● **TASK TO COMPLETE**:
The stretch wanted below opens at the line containing "For each request" and closes at the line containing "settings as it goes". Please return it exactly, with no other lines.

Saved data entries
== Segment start ==

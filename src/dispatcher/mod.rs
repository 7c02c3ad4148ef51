//! # Dispatcher Module
//!
//! The dispatcher turns one routed [`Request`](crate::request::Request) into
//! exactly one [`Response`](crate::response::Response).
//!
//! ## Overview
//!
//! Controllers are mounted under path prefixes at startup through the
//! [`DispatcherBuilder`]. For each request the dispatcher:
//!
//! 1. picks the controller by longest mount prefix (unknown prefix → `404`)
//! 2. builds a fresh controller instance from its factory
//! 3. runs the component pre-phase, asking the controller for per-request
//!    component settings as it goes
//! 4. calls `pre_process_request`, resolves the action, runs the init hook
//! 5. calls the action and renders its data through the selected view and
//!    layout (responses returned by the action skip rendering)
//! 6. calls `post_process_response`, then the component post-phase
//!
//! ## Error Handling
//!
//! - resolution failures return `404` with a JSON error body
//! - action errors and panics are caught and return `500`
//! - an unregistered view or layout returns `500` (`ConfigurationError`)
//! - after any failure past the pre-phase, the component post-phase still
//!   runs on the error response; `post_process_response` does not
//! - a cancelled request returns `499` and runs nothing further
//!
//! ## Concurrency
//!
//! `Dispatcher` is immutable after `build` and `Send + Sync`. Every server
//! coroutine calls [`Dispatcher::dispatch`] directly; per-request state lives
//! on that coroutine's stack and is dropped when the call returns.

mod builder;
mod core;

pub use self::core::Dispatcher;
pub use builder::DispatcherBuilder;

== Segment end ==

● **THE COMPLETED TASK**:
//! [`DispatcherBuilder`]. For each request the dispatcher:
//!
//! 1. picks the controller by longest mount prefix (unknown prefix → `404`)
//! 2. builds a fresh controller instance from its factory
//! 3. runs the component pre-phase, asking the controller for per-request
//!    component settings as it goes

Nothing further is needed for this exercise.